[Saved entries]
* * *

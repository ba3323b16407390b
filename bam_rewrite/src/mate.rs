//! Mate information shared between the two primary records of a template.
//!
//! Follows htsjdk's `SamPairUtil.setMateInfo` for mate position, strand and
//! insert size, and adds the `ms` mate score of `samtools fixmate`.

use crate::record::tags;
use crate::record::{cigar, Flags, Record, Role};

pub const MATE_MAPQ_TAG: [u8; 2] = *b"MQ";
pub const MATE_CIGAR_TAG: [u8; 2] = *b"MC";
pub const MATE_SCORE_TAG: [u8; 2] = *b"ms";

/// Base qualities below this do not count towards the mate score.
const MIN_SCORED_QUAL: u8 = 15;

/// What one half of a pair tells the other.
#[derive(Debug, Clone, PartialEq, Eq)]
struct MateInfo {
    ref_id: i32,
    pos: i32,
    end: i64,
    is_reverse: bool,
    is_unmapped: bool,
    mapq: u8,
    cigar: String,
    score: i64,
}

impl MateInfo {
    fn of(rec: &Record) -> Self {
        let flags = rec.flags();
        let ref_len = i64::from(cigar::reference_length(rec.raw_cigar()));
        let mut cigar_text = String::new();
        if !rec.raw_cigar().is_empty() {
            cigar::format(rec.raw_cigar(), &mut cigar_text);
        }
        MateInfo {
            ref_id: rec.ref_id(),
            pos: rec.pos(),
            end: i64::from(rec.pos()) + ref_len.max(1) - 1,
            is_reverse: flags.is_reverse_complemented(),
            is_unmapped: flags.is_unmapped(),
            mapq: rec.mapq(),
            cigar: cigar_text,
            score: quality_score(rec.qualities()),
        }
    }

    /// 5' end of the alignment.
    fn five_prime(&self) -> i64 {
        if self.is_reverse {
            self.end
        } else {
            i64::from(self.pos)
        }
    }

    fn is_placed(&self) -> bool {
        !self.is_unmapped && self.ref_id >= 0
    }

    /// Bytes the tags derived from this mate take.
    fn tags_size(&self) -> usize {
        let mut size = tags::int_tag_size(self.score);
        if self.is_placed() {
            size += tags::int_tag_size(self.mapq as i64);
            if !self.cigar.is_empty() {
                size += 2 + 1 + self.cigar.len() + 1;
            }
        }
        size
    }
}

/// Sum of the base qualities of at least `MIN_SCORED_QUAL`, 0 when qualities
/// are missing.
pub fn quality_score(qual: &[u8]) -> i64 {
    if qual.first() == Some(&0xff) {
        return 0;
    }
    qual.iter()
        .filter(|&&q| q >= MIN_SCORED_QUAL)
        .map(|&q| q as i64)
        .sum()
}

/// Signed insert size as htsjdk computes it: distance between the 5' ends,
/// positive when `other` lies downstream of `this`, clamped to `i32`. 0
/// unless both are mapped to the same reference.
fn insert_size(this: &MateInfo, other: &MateInfo) -> i32 {
    if !this.is_placed() || !other.is_placed() || this.ref_id != other.ref_id {
        return 0;
    }
    let first = this.five_prime();
    let second = other.five_prime();
    let adjustment = if second >= first { 1 } else { -1 };
    let tlen = second - first + adjustment;
    tlen.clamp(i64::from(i32::MIN), i64::from(i32::MAX)) as i32
}

/// Positions of the single First and single Second record of a group, if
/// the group holds exactly one of each.
pub fn find_pair(group: &[Record]) -> Option<(usize, usize)> {
    let mut first = None;
    let mut second = None;
    for (idx, rec) in group.iter().enumerate() {
        let slot = match rec.role() {
            Role::First => &mut first,
            Role::Second => &mut second,
            _ => continue,
        };
        if slot.replace(idx).is_some() {
            return None;
        }
    }
    first.zip(second)
}

/// Augments the complementary pair of the group, if there is one. Returns
/// true if a pair was augmented.
pub fn augment_group(group: &mut [Record]) -> bool {
    let (a, b) = match find_pair(group) {
        Some(pair) => pair,
        None => return false,
    };
    let (lo, hi) = (a.min(b), a.max(b));
    let (head, tail) = group.split_at_mut(hi);
    augment_pair(&mut head[lo], &mut tail[0]);
    true
}

/// Cross populates mate fields of two records of one template. Every derived
/// field is recomputed from scratch, so a second run changes nothing.
pub fn augment_pair(a: &mut Record, b: &mut Record) {
    let a_info = MateInfo::of(a);
    let b_info = MateInfo::of(b);
    let tlen = insert_size(&a_info, &b_info);
    apply(a, &b_info, tlen);
    apply(b, &a_info, -tlen);
}

fn apply(rec: &mut Record, mate: &MateInfo, tlen: i32) {
    rec.reserve(mate.tags_size());

    rec.set_next_ref_id(mate.ref_id);
    rec.set_next_pos(mate.pos);
    rec.set_template_length(tlen);

    let mut flags = rec.flags();
    flags.set(Flags::MATE_REVERSE_COMPLEMENTED, mate.is_reverse);
    flags.set(Flags::MATE_UNMAPPED, mate.is_unmapped);
    rec.set_flags(flags);

    let aux_start = rec.tags_offset();
    let data = rec.data_mut();
    tags::remove_tags(data, aux_start, &[MATE_MAPQ_TAG, MATE_CIGAR_TAG, MATE_SCORE_TAG]);
    if mate.is_placed() {
        tags::push_int(data, &MATE_MAPQ_TAG, mate.mapq as i64);
        if !mate.cigar.is_empty() {
            tags::push_string(data, &MATE_CIGAR_TAG, mate.cigar.as_bytes());
        }
    }
    tags::push_int(data, &MATE_SCORE_TAG, mate.score);
}

#[cfg(test)]
mod tests {
    use super::*;
    use crate::record::builder::RecordBuilder;
    use crate::record::SlotId;

    fn record(builder: RecordBuilder) -> Record {
        let mut rec = Record::with_slot(SlotId(0));
        rec.load(&builder.build()).unwrap();
        rec
    }

    fn r1() -> RecordBuilder {
        RecordBuilder::new("pair")
            .flags(Flags::SEGMENTED | Flags::FIRST_SEGMENT)
            .ref_id(0)
            .pos(100)
            .mapq(60)
            .cigar("50M")
            .seq(&"A".repeat(50))
            .qual(&[30; 50])
            .int_tag(b"NM", 0)
    }

    fn r2() -> RecordBuilder {
        RecordBuilder::new("pair")
            .flags(Flags::SEGMENTED | Flags::LAST_SEGMENT | Flags::REVERSE_COMPLEMENTED)
            .ref_id(0)
            .pos(300)
            .mapq(20)
            .cigar("10S40M")
            .seq(&"C".repeat(50))
            .qual(&[10; 50])
    }

    fn tag_int(rec: &Record, name: &[u8; 2]) -> Option<i64> {
        rec.tag(name).and_then(|t| t.as_int())
    }

    fn tag_str<'a>(rec: &'a Record, name: &[u8; 2]) -> Option<&'a [u8]> {
        rec.tag(name).and_then(|t| t.as_str_bytes())
    }

    #[test]
    fn test_both_mapped() {
        let mut a = record(r1());
        let mut b = record(r2());
        augment_pair(&mut a, &mut b);

        assert_eq!((a.next_ref_id(), a.next_pos()), (0, 300));
        assert_eq!((b.next_ref_id(), b.next_pos()), (0, 100));
        assert!(a.flags().contains(Flags::MATE_REVERSE_COMPLEMENTED));
        assert!(!b.flags().contains(Flags::MATE_REVERSE_COMPLEMENTED));
        assert!(!a.flags().contains(Flags::MATE_UNMAPPED));

        // r2 covers 300..340 on the reverse strand, 5' end 339.
        assert_eq!(a.template_length(), 339 - 100 + 1);
        assert_eq!(b.template_length(), -(339 - 100 + 1));

        assert_eq!(tag_int(&a, b"MQ"), Some(20));
        assert_eq!(tag_str(&a, b"MC"), Some(&b"10S40M"[..]));
        assert_eq!(tag_int(&a, b"ms"), Some(0));
        assert_eq!(tag_int(&b, b"MQ"), Some(60));
        assert_eq!(tag_str(&b, b"MC"), Some(&b"50M"[..]));
        assert_eq!(tag_int(&b, b"ms"), Some(30 * 50));
        // Existing tags survive.
        assert_eq!(tag_int(&a, b"NM"), Some(0));
        assert_eq!(a.role(), Role::First);
    }

    #[test]
    fn test_augmentation_is_idempotent() {
        let mut a = record(r1());
        let mut b = record(r2());
        augment_pair(&mut a, &mut b);
        let (once_a, once_b) = (a.data().to_vec(), b.data().to_vec());
        augment_pair(&mut a, &mut b);
        assert_eq!(a.data(), &once_a[..]);
        assert_eq!(b.data(), &once_b[..]);
        assert!(a.capacity_hint() >= a.len());
    }

    #[test]
    fn test_unmapped_mate() {
        let mut a = record(r1());
        let mut b = record(
            RecordBuilder::new("pair").flags(Flags::SEGMENTED | Flags::LAST_SEGMENT | Flags::UNMAPPED),
        );
        augment_pair(&mut a, &mut b);
        assert!(a.flags().contains(Flags::MATE_UNMAPPED));
        assert_eq!(a.template_length(), 0);
        assert!(a.tag(b"MQ").is_none());
        assert!(a.tag(b"MC").is_none());
        assert_eq!(tag_int(&a, b"ms"), Some(0));
        // The unmapped half still learns where its mate is.
        assert_eq!((b.next_ref_id(), b.next_pos()), (0, 100));
        assert_eq!(tag_int(&b, b"MQ"), Some(60));
    }

    #[test]
    fn test_extreme_coordinates_saturate() {
        let mut a = record(r1().pos(0));
        let mut b = record(r2().pos(i32::MAX - 10));
        augment_pair(&mut a, &mut b);
        assert_eq!(a.template_length(), i32::MAX);
        assert_eq!(b.template_length(), i32::MIN);
        assert_eq!(b.next_pos(), 0);
        assert_eq!(a.next_pos(), i32::MAX - 10);
    }

    #[test]
    fn test_find_pair() {
        let secondary = r1().flags(Flags::SEGMENTED | Flags::FIRST_SEGMENT | Flags::SECONDARY);
        let group = vec![record(r2()), record(secondary), record(r1())];
        assert_eq!(find_pair(&group), Some((2, 0)));

        let group = vec![record(r1()), record(r1()), record(r2())];
        assert_eq!(find_pair(&group), None);

        let group = vec![record(r1())];
        assert_eq!(find_pair(&group), None);
    }

    #[test]
    fn test_augment_group_in_reverse_order() {
        let mut group = vec![record(r2()), record(r1())];
        assert!(augment_group(&mut group));
        assert_eq!(group[0].next_pos(), 100);
        assert_eq!(group[1].next_pos(), 300);
    }

    #[test]
    fn test_quality_score() {
        assert_eq!(quality_score(&[10, 15, 40]), 55);
        assert_eq!(quality_score(&[0xff, 0xff]), 0);
        assert_eq!(quality_score(&[]), 0);
    }
}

* * *

## Work required
Only the lines with the string "match" are wanted; pick them out of the records above and copy them.

## Response to this exercise
        let slot = match rec.role() {
    let (a, b) = match find_pair(group) {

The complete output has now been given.